THE DATA
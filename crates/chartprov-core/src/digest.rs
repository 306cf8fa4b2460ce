//! # Content Digest: Algorithm-Tagged Hashes
//!
//! Defines `ContentDigest` and `DigestAlgorithm`, the self-describing digest
//! values recorded in provenance checksum collections (`sha256:<hex>`) and
//! used as the hash step of signature creation.
//!
//! [`Hasher`] is the single incremental hashing implementation in the
//! workspace. The archive hasher and the signature packet both feed it, so
//! the algorithm tag on a digest always matches the function that produced
//! it.

use std::fmt;
use std::str::FromStr;

use serde::{Deserialize, Serialize};
use sha2::{Digest, Sha256, Sha512};

/// Hash algorithm family.
///
/// SHA-256 addresses archive content. SHA-512 is the default strength for
/// new signatures.
#[derive(Debug, Clone, Copy, PartialEq, Eq, Hash, Serialize, Deserialize)]
#[serde(rename_all = "lowercase")]
pub enum DigestAlgorithm {
    /// SHA-256, 32-byte output.
    Sha256,
    /// SHA-512, 64-byte output.
    Sha512,
}

impl DigestAlgorithm {
    /// Returns the lower-case tag used as a digest prefix.
    pub fn as_str(&self) -> &'static str {
        match self {
            Self::Sha256 => "sha256",
            Self::Sha512 => "sha512",
        }
    }

    /// Output length in bytes.
    pub fn output_len(&self) -> usize {
        match self {
            Self::Sha256 => 32,
            Self::Sha512 => 64,
        }
    }
}

impl fmt::Display for DigestAlgorithm {
    fn fmt(&self, f: &mut fmt::Formatter<'_>) -> fmt::Result {
        f.write_str(self.as_str())
    }
}

impl FromStr for DigestAlgorithm {
    type Err = String;

    fn from_str(s: &str) -> Result<Self, Self::Err> {
        match s.to_ascii_lowercase().as_str() {
            "sha256" => Ok(Self::Sha256),
            "sha512" => Ok(Self::Sha512),
            other => Err(format!("unsupported digest algorithm: {other}")),
        }
    }
}

/// A digest value with its algorithm tag.
///
/// Displays as `<algorithm>:<lower-case hex>`, the form stored in
/// checksum collections.
#[derive(Debug, Clone, PartialEq, Eq, Hash)]
pub struct ContentDigest {
    algorithm: DigestAlgorithm,
    bytes: Vec<u8>,
}

impl ContentDigest {
    /// Create a digest from raw output bytes.
    ///
    /// Returns `None` when the length does not match the algorithm.
    pub fn new(algorithm: DigestAlgorithm, bytes: Vec<u8>) -> Option<Self> {
        (bytes.len() == algorithm.output_len()).then_some(Self { algorithm, bytes })
    }

    /// Compute a digest over an in-memory buffer.
    pub fn of_bytes(algorithm: DigestAlgorithm, data: &[u8]) -> Self {
        let mut hasher = Hasher::new(algorithm);
        hasher.update(data);
        hasher.finalize()
    }

    /// The algorithm that produced this digest.
    pub fn algorithm(&self) -> DigestAlgorithm {
        self.algorithm
    }

    /// Raw digest bytes.
    pub fn as_bytes(&self) -> &[u8] {
        &self.bytes
    }

    /// Render the digest as a lower-case hex string, without the tag.
    pub fn to_hex(&self) -> String {
        self.bytes.iter().map(|b| format!("{b:02x}")).collect()
    }

    /// Parse a tagged digest string such as `sha256:<hex>`.
    pub fn parse(tagged: &str) -> Result<Self, String> {
        let (tag, hex) = tagged
            .split_once(':')
            .ok_or_else(|| format!("digest {tagged:?} has no algorithm prefix"))?;
        let algorithm: DigestAlgorithm = tag.parse()?;
        if hex.len() != algorithm.output_len() * 2 {
            return Err(format!(
                "{algorithm} digest must be {} hex chars, got {}",
                algorithm.output_len() * 2,
                hex.len()
            ));
        }
        let bytes = (0..hex.len())
            .step_by(2)
            .map(|i| {
                hex.get(i..i + 2)
                    .and_then(|pair| u8::from_str_radix(pair, 16).ok())
                    .ok_or_else(|| format!("invalid hex at position {i}"))
            })
            .collect::<Result<Vec<u8>, String>>()?;
        Ok(Self { algorithm, bytes })
    }
}

impl fmt::Display for ContentDigest {
    fn fmt(&self, f: &mut fmt::Formatter<'_>) -> fmt::Result {
        write!(f, "{}:{}", self.algorithm, self.to_hex())
    }
}

/// Incremental hasher over any [`DigestAlgorithm`].
#[derive(Clone)]
pub enum Hasher {
    /// SHA-256 state.
    Sha256(Sha256),
    /// SHA-512 state.
    Sha512(Sha512),
}

impl Hasher {
    /// Start a new hash computation.
    pub fn new(algorithm: DigestAlgorithm) -> Self {
        match algorithm {
            DigestAlgorithm::Sha256 => Self::Sha256(Sha256::new()),
            DigestAlgorithm::Sha512 => Self::Sha512(Sha512::new()),
        }
    }

    /// Feed more input.
    pub fn update(&mut self, data: &[u8]) {
        match self {
            Self::Sha256(h) => h.update(data),
            Self::Sha512(h) => h.update(data),
        }
    }

    /// Finish and return the tagged digest.
    pub fn finalize(self) -> ContentDigest {
        match self {
            Self::Sha256(h) => ContentDigest {
                algorithm: DigestAlgorithm::Sha256,
                bytes: h.finalize().to_vec(),
            },
            Self::Sha512(h) => ContentDigest {
                algorithm: DigestAlgorithm::Sha512,
                bytes: h.finalize().to_vec(),
            },
        }
    }
}

impl fmt::Debug for Hasher {
    fn fmt(&self, f: &mut fmt::Formatter<'_>) -> fmt::Result {
        match self {
            Self::Sha256(_) => f.write_str("Hasher(sha256)"),
            Self::Sha512(_) => f.write_str("Hasher(sha512)"),
        }
    }
}
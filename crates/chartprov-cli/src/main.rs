//! # chartprov CLI entry point
//!
//! Parses command-line arguments and dispatches to subcommand handlers.

use std::path::PathBuf;
use std::process::ExitCode;

use clap::{Parser, Subcommand};
use tracing_subscriber::EnvFilter;

use chartprov_cli::config::{default_home, CliContext};
use chartprov_cli::inspect::{run_inspect, InspectArgs};
use chartprov_cli::signing::{run_sign, SignArgs};
use chartprov_cli::verify::{run_verify, VerifyArgs};

/// Sign and verify chart archives.
///
/// A provenance file records a chart's metadata and archive digest under
/// an OpenPGP clear signature, so consumers can check who published an
/// archive and that it has not changed since.
#[derive(Parser, Debug)]
#[command(name = "chartprov", version, about, long_about = None)]
struct Cli {
    /// Enable verbose output. Repeat for more verbosity (-v, -vv, -vvv).
    #[arg(short, long, action = clap::ArgAction::Count, global = true)]
    verbose: u8,

    /// Path to configuration file.
    #[arg(long, global = true)]
    config: Option<PathBuf>,

    /// Emit log lines as JSON objects instead of plain text.
    #[arg(long, global = true)]
    log_json: bool,

    /// Directory holding the default config file and keyring.
    #[arg(long, env = "CHARTPROV_HOME", global = true)]
    home: Option<PathBuf>,

    #[command(subcommand)]
    command: Commands,
}

#[derive(Subcommand, Debug)]
enum Commands {
    /// Sign a chart archive and write its provenance file.
    Sign(SignArgs),

    /// Verify a chart archive against its provenance file.
    Verify(VerifyArgs),

    /// Decode a provenance file without verifying it.
    Inspect(InspectArgs),
}

fn main() -> ExitCode {
    let cli = Cli::parse();

    let filter = match cli.verbose {
        0 => EnvFilter::new("warn"),
        1 => EnvFilter::new("info"),
        2 => EnvFilter::new("debug"),
        _ => EnvFilter::new("trace"),
    };

    let subscriber = tracing_subscriber::fmt()
        .with_env_filter(filter)
        .with_target(false)
        .with_writer(std::io::stderr);
    if cli.log_json {
        subscriber.json().init();
    } else {
        subscriber.init();
    }

    let home = cli.home.clone().unwrap_or_else(default_home);
    tracing::debug!(home = %home.display(), "chartprov starting");

    let result = CliContext::load(home, cli.config.as_deref()).and_then(|ctx| match &cli.command {
        Commands::Sign(args) => run_sign(args, &ctx),
        Commands::Verify(args) => run_verify(args, &ctx),
        Commands::Inspect(args) => run_inspect(args),
    });

    match result {
        Ok(code) => ExitCode::from(code),
        Err(e) => {
            tracing::error!("{e:#}");
            ExitCode::from(1)
        }
    }
}
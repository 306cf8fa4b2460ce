//! # Chart Metadata
//!
//! The descriptive record read from a chart's `Chart.yaml`. Provenance treats
//! it as pass-through data: it is embedded in the message block at signing
//! time and parsed back out at verification time, never validated.
//!
//! Deserialization is lenient. Every field defaults when absent and unknown
//! fields are ignored, so attestations written by newer tools still parse.

use std::collections::BTreeMap;

use serde::{Deserialize, Serialize};

/// Chart manifest metadata.
#[derive(Debug, Clone, Default, PartialEq, Eq, Serialize, Deserialize)]
#[serde(default, rename_all = "camelCase")]
pub struct Metadata {
    /// Chart name.
    #[serde(skip_serializing_if = "String::is_empty")]
    pub name: String,
    /// Project home page URL.
    #[serde(skip_serializing_if = "String::is_empty")]
    pub home: String,
    /// Source code URLs.
    #[serde(skip_serializing_if = "Vec::is_empty")]
    pub sources: Vec<String>,
    /// SemVer chart version.
    #[serde(skip_serializing_if = "String::is_empty")]
    pub version: String,
    /// One-line description.
    #[serde(skip_serializing_if = "String::is_empty")]
    pub description: String,
    /// Search keywords.
    #[serde(skip_serializing_if = "Vec::is_empty")]
    pub keywords: Vec<String>,
    /// Chart maintainers.
    #[serde(skip_serializing_if = "Vec::is_empty")]
    pub maintainers: Vec<Maintainer>,
    /// Template engine name.
    #[serde(skip_serializing_if = "String::is_empty")]
    pub engine: String,
    /// Icon URL.
    #[serde(skip_serializing_if = "String::is_empty")]
    pub icon: String,
    /// Chart API version.
    #[serde(skip_serializing_if = "String::is_empty")]
    pub api_version: String,
    /// Version of the packaged application.
    #[serde(skip_serializing_if = "String::is_empty")]
    pub app_version: String,
    /// Whether the chart is deprecated.
    #[serde(skip_serializing_if = "std::ops::Not::not")]
    pub deprecated: bool,
    /// Free-form annotations.
    #[serde(skip_serializing_if = "BTreeMap::is_empty")]
    pub annotations: BTreeMap<String, String>,
}

/// A chart maintainer entry.
#[derive(Debug, Clone, Default, PartialEq, Eq, Serialize, Deserialize)]
#[serde(default)]
pub struct Maintainer {
    /// Maintainer name.
    pub name: String,
    /// Contact email.
    #[serde(skip_serializing_if = "String::is_empty")]
    pub email: String,
    /// Personal or organization URL.
    #[serde(skip_serializing_if = "String::is_empty")]
    pub url: String,
}

impl Metadata {
    /// Parse a `Chart.yaml` document.
    pub fn from_yaml(data: &str) -> Result<Self, serde_yaml::Error> {
        serde_yaml::from_str(data)
    }
}

#[cfg(test)]
mod tests {
    use super::*;

    #[test]
    fn parses_chart_yaml_with_camel_case_fields() {
        let yaml = "\
name: hello
version: 0.1.0
description: A Helm chart
appVersion: \"1.0\"
apiVersion: v1
keywords:
  - web
maintainers:
  - name: Jane
    email: jane@example.com
";
        let md = Metadata::from_yaml(yaml).unwrap();
        assert_eq!(md.name, "hello");
        assert_eq!(md.version, "0.1.0");
        assert_eq!(md.app_version, "1.0");
        assert_eq!(md.api_version, "v1");
        assert_eq!(md.keywords, vec!["web"]);
        assert_eq!(md.maintainers[0].email, "jane@example.com");
    }

    #[test]
    fn unknown_fields_are_ignored() {
        let md = Metadata::from_yaml("name: x\ntillerVersion: \">2.0\"\nkubeVersion: \">=1.10\"\n")
            .unwrap();
        assert_eq!(md.name, "x");
    }

    #[test]
    fn empty_fields_are_not_serialized() {
        let md = Metadata {
            name: "hello".to_string(),
            version: "0.1.0".to_string(),
            ..Default::default()
        };
        let yaml = serde_yaml::to_string(&md).unwrap();
        assert_eq!(yaml, "name: hello\nversion: 0.1.0\n");
    }
}
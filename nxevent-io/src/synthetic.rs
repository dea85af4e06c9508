//! Writer for `NXevent_data` files with arbitrary stored types.
//!
//! Used by tests, benchmarks and the `synthesize` CLI command.

use crate::nexus::{EVENT_ID, EVENT_INDEX, EVENT_TIME_OFFSET, EVENT_TIME_ZERO};
use crate::{Error, Result};
use hdf5::types::{H5Type, VarLenUnicode};
use hdf5::{Dataset, File, Group};
use ndarray::{s, ArrayView1};
use std::path::Path;
use std::str::FromStr;

const CHUNK_EVENTS: usize = 64 * 1024;

/// A typed 1-d column.
#[derive(Clone, Debug, PartialEq)]
pub enum Column {
    U8(Vec<u8>),
    I32(Vec<i32>),
    I64(Vec<i64>),
    U32(Vec<u32>),
    U64(Vec<u64>),
    F32(Vec<f32>),
    F64(Vec<f64>),
}

impl Column {
    #[must_use]
    pub fn len(&self) -> usize {
        match self {
            Self::U8(v) => v.len(),
            Self::I32(v) => v.len(),
            Self::I64(v) => v.len(),
            Self::U32(v) => v.len(),
            Self::U64(v) => v.len(),
            Self::F32(v) => v.len(),
            Self::F64(v) => v.len(),
        }
    }

    #[must_use]
    pub fn is_empty(&self) -> bool {
        self.len() == 0
    }

    fn write(&self, group: &Group, name: &str) -> Result<Dataset> {
        match self {
            Self::U8(v) => write_column(group, name, v),
            Self::I32(v) => write_column(group, name, v),
            Self::I64(v) => write_column(group, name, v),
            Self::U32(v) => write_column(group, name, v),
            Self::U64(v) => write_column(group, name, v),
            Self::F32(v) => write_column(group, name, v),
            Self::F64(v) => write_column(group, name, v),
        }
    }
}

/// Contents of one bank group.
#[derive(Clone, Debug)]
pub struct SyntheticBank {
    pub name: String,
    pub event_id: Column,
    pub event_time_offset: Column,
    pub event_time_offset_unit: String,
    pub event_index: Column,
    pub event_time_zero: Column,
    pub event_time_zero_unit: String,
    /// ISO-8601 `offset` attribute of `event_time_zero`, if any.
    pub event_time_zero_offset: Option<String>,
}

impl SyntheticBank {
    /// A bank of `events` events spread evenly over `pulses` pulses.
    ///
    /// Event ids cycle through `first_id..first_id + pixels`; time offsets
    /// are `f32` microseconds and pulse times are integral nanoseconds
    /// 1/60 s apart.
    #[must_use]
    #[allow(
        clippy::cast_possible_truncation,
        clippy::cast_possible_wrap,
        clippy::cast_precision_loss
    )]
    pub fn uniform(name: &str, first_id: i32, pixels: usize, events: usize, pulses: usize) -> Self {
        let pixels = pixels.max(1);
        let pulses = pulses.max(1);
        let per_pulse = events.div_ceil(pulses);
        let event_id = (0..events)
            .map(|i| first_id + ((i * 7919) % pixels) as i32)
            .collect();
        let event_time_offset = (0..events)
            .map(|i| ((i * 37) % 16_667) as f32 + 0.5)
            .collect();
        let event_index = (0..pulses).map(|p| ((p * per_pulse).min(events)) as u64).collect();
        let event_time_zero = (0..pulses).map(|p| p as i64 * 16_666_667).collect();
        Self {
            name: name.to_string(),
            event_id: Column::I32(event_id),
            event_time_offset: Column::F32(event_time_offset),
            event_time_offset_unit: "microsecond".to_string(),
            event_index: Column::U64(event_index),
            event_time_zero: Column::I64(event_time_zero),
            event_time_zero_unit: "nanosecond".to_string(),
            event_time_zero_offset: Some("2024-01-01T00:00:00Z".to_string()),
        }
    }
}

/// Writes `banks` as subgroups of `group` into a new file at `path`.
///
/// # Errors
/// Returns an error if the file cannot be created or a bank is malformed.
pub fn write_event_file<P: AsRef<Path>>(
    path: P,
    group: &str,
    banks: &[SyntheticBank],
) -> Result<()> {
    let file = File::create(path)?;
    let root = file.create_group(group)?;
    set_attr_str(&root, "NX_class", "NXentry")?;
    for bank in banks {
        if bank.event_id.len() != bank.event_time_offset.len() {
            return Err(Error::InvalidFormat(format!(
                "bank {} has {} event ids but {} time offsets",
                bank.name,
                bank.event_id.len(),
                bank.event_time_offset.len()
            )));
        }
        let bank_group = root.create_group(&bank.name)?;
        set_attr_str(&bank_group, "NX_class", "NXevent_data")?;

        bank.event_id.write(&bank_group, EVENT_ID)?;
        let offsets = bank.event_time_offset.write(&bank_group, EVENT_TIME_OFFSET)?;
        set_dataset_attr(&offsets, "units", &bank.event_time_offset_unit)?;
        bank.event_index.write(&bank_group, EVENT_INDEX)?;
        let zero = bank.event_time_zero.write(&bank_group, EVENT_TIME_ZERO)?;
        set_dataset_attr(&zero, "units", &bank.event_time_zero_unit)?;
        if let Some(offset) = &bank.event_time_zero_offset {
            set_dataset_attr(&zero, "offset", offset)?;
        }
    }
    Ok(())
}

fn write_column<T: H5Type>(group: &Group, name: &str, data: &[T]) -> Result<Dataset> {
    let dataset = create_extendable_dataset::<T>(group, name, CHUNK_EVENTS)?;
    for (index, chunk) in data.chunks(CHUNK_EVENTS).enumerate() {
        append_slice(&dataset, index * CHUNK_EVENTS, chunk)?;
    }
    Ok(dataset)
}

fn create_extendable_dataset<T: H5Type>(
    group: &Group,
    name: &str,
    chunk_events: usize,
) -> Result<Dataset> {
    Ok(group
        .new_dataset::<T>()
        .shape((0..,))
        .chunk((chunk_events,))
        .create(name)?)
}

fn append_slice<T: H5Type>(dataset: &Dataset, offset: usize, data: &[T]) -> Result<()> {
    if data.is_empty() {
        return Ok(());
    }
    let new_len = offset + data.len();
    dataset.resize((new_len,))?;
    let view = ArrayView1::from(data);
    dataset.write_slice(view, s![offset..new_len])?;
    Ok(())
}

fn set_dataset_attr(dataset: &Dataset, name: &str, value: &str) -> Result<()> {
    let value = to_var_len_unicode(value)?;
    dataset
        .new_attr::<VarLenUnicode>()
        .create(name)?
        .write_scalar(&value)?;
    Ok(())
}

fn set_attr_str(group: &Group, name: &str, value: &str) -> Result<()> {
    let value = to_var_len_unicode(value)?;
    group
        .new_attr::<VarLenUnicode>()
        .create(name)?
        .write_scalar(&value)?;
    Ok(())
}

fn to_var_len_unicode(value: &str) -> Result<VarLenUnicode> {
    VarLenUnicode::from_str(value)
        .map_err(|e| Error::InvalidFormat(format!("invalid utf-8 attribute: {e}")))
}

#[cfg(test)]
mod tests {
    use super::*;
    use tempfile::NamedTempFile;

    #[test]
    fn test_uniform_bank_shape() {
        let bank = SyntheticBank::uniform("bank1", 100, 10, 25, 4);
        assert_eq!(bank.event_id.len(), 25);
        assert_eq!(bank.event_index, Column::U64(vec![0, 7, 14, 21]));
        let Column::I32(ids) = &bank.event_id else {
            panic!("expected int32 ids");
        };
        assert!(ids.iter().all(|id| (100..110).contains(id)));
    }

    #[test]
    fn test_mismatched_columns_rejected() {
        let file = NamedTempFile::new().unwrap();
        let mut bank = SyntheticBank::uniform("bank1", 0, 4, 8, 2);
        bank.event_time_offset = Column::F64(vec![1.0]);
        let err = write_event_file(file.path(), "entry", &[bank]).unwrap_err();
        assert!(matches!(err, Error::InvalidFormat(_)));
    }

    #[test]
    fn test_written_file_reads_back() {
        let file = NamedTempFile::new().unwrap();
        let bank = SyntheticBank::uniform("bank1", 0, 4, 200_000, 3);
        write_event_file(file.path(), "entry", &[bank.clone()]).unwrap();

        let h5 = File::open(file.path()).unwrap();
        let ids = h5
            .dataset("entry/bank1/event_id")
            .unwrap()
            .read_raw::<i32>()
            .unwrap();
        assert_eq!(Column::I32(ids), bank.event_id);
    }
}
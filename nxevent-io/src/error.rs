//! I/O error types.

use thiserror::Error;

/// Result type for I/O operations.
pub type Result<T> = std::result::Result<T, Error>;

/// I/O error types.
#[derive(Error, Debug)]
pub enum Error {
    /// File I/O error.
    #[error("I/O error: {0}")]
    Io(#[from] std::io::Error),

    /// HDF5 library error.
    #[error("HDF5 error: {0}")]
    Hdf5(#[from] hdf5::Error),

    /// Invalid file format.
    #[error("invalid file format: {0}")]
    InvalidFormat(String),

    /// Core library error.
    #[error("core error: {0}")]
    CoreError(#[from] nxevent_core::Error),

    /// Shared-memory segment missing, malformed or exhausted.
    #[error("shared memory error: {0}")]
    SharedMemory(String),

    /// Malformed worker subprocess command line.
    #[error("invalid worker arguments: {0}")]
    WorkerArgs(String),

    /// Rank exchange failed.
    #[error("rank communication error: {0}")]
    Communication(String),

    /// A worker thread panicked.
    #[error("worker thread panicked: {0}")]
    ThreadPanic(String),

    /// One or more worker subprocesses exited unsuccessfully.
    #[error("worker processes failed: {}", describe_failures(.failed))]
    Subprocess { failed: Vec<(usize, Option<i32>)> },

    /// A fill strategy aborted inside a worker subprocess.
    #[error("{strategy} fill strategy failed: {source}")]
    FillStrategy {
        strategy: &'static str,
        #[source]
        source: Box<Error>,
    },

    /// Context wrapper for any failure of the multi-process pipeline.
    #[error("multi-process event loader failed: {source}")]
    MultiProcessLoad {
        #[source]
        source: Box<Error>,
    },
}

impl Error {
    /// Wraps `self` as the failure of a fill strategy.
    #[must_use]
    pub fn in_fill_strategy(self, strategy: &'static str) -> Self {
        Self::FillStrategy {
            strategy,
            source: Box::new(self),
        }
    }

    /// Wraps `self` with the multi-process loader context.
    #[must_use]
    pub fn in_multi_process_load(self) -> Self {
        Self::MultiProcessLoad {
            source: Box::new(self),
        }
    }

    /// Converts a thread join panic payload into an error.
    #[must_use]
    pub fn from_panic(payload: &(dyn std::any::Any + Send)) -> Self {
        let message = payload
            .downcast_ref::<&str>()
            .map(ToString::to_string)
            .or_else(|| payload.downcast_ref::<String>().cloned())
            .unwrap_or_else(|| "unknown panic".to_string());
        Self::ThreadPanic(message)
    }
}

fn describe_failures(failed: &[(usize, Option<i32>)]) -> String {
    failed
        .iter()
        .map(|(process, code)| match code {
            Some(code) => format!("process {process} exited with code {code}"),
            None => format!("process {process} terminated by signal"),
        })
        .collect::<Vec<_>>()
        .join(", ")
}

#[cfg(test)]
mod tests {
    use super::*;

    #[test]
    fn test_subprocess_message() {
        let err = Error::Subprocess {
            failed: vec![(0, Some(1)), (3, None)],
        };
        let message = err.to_string();
        assert!(message.contains("process 0 exited with code 1"));
        assert!(message.contains("process 3 terminated by signal"));
    }

    #[test]
    fn test_context_chain() {
        let err = Error::SharedMemory("segment full".to_string())
            .in_fill_strategy("precount")
            .in_multi_process_load();
        let message = err.to_string();
        assert!(message.starts_with("multi-process event loader failed"));
        assert!(message.contains("precount fill strategy failed"));
        assert!(std::error::Error::source(&err).is_some());
    }
}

DIRECTIONS FOR THIS TASK
Search the records above for the string "Option" and copy each line that holds it.

TASK RESPONSE
    pub fn new(algorithm: DigestAlgorithm, bytes: Vec<u8>) -> Option<Self> {
    config: Option<PathBuf>,
    home: Option<PathBuf>,
    pub event_time_zero_offset: Option<String>,
    Subprocess { failed: Vec<(usize, Option<i32>)> },
fn describe_failures(failed: &[(usize, Option<i32>)]) -> String {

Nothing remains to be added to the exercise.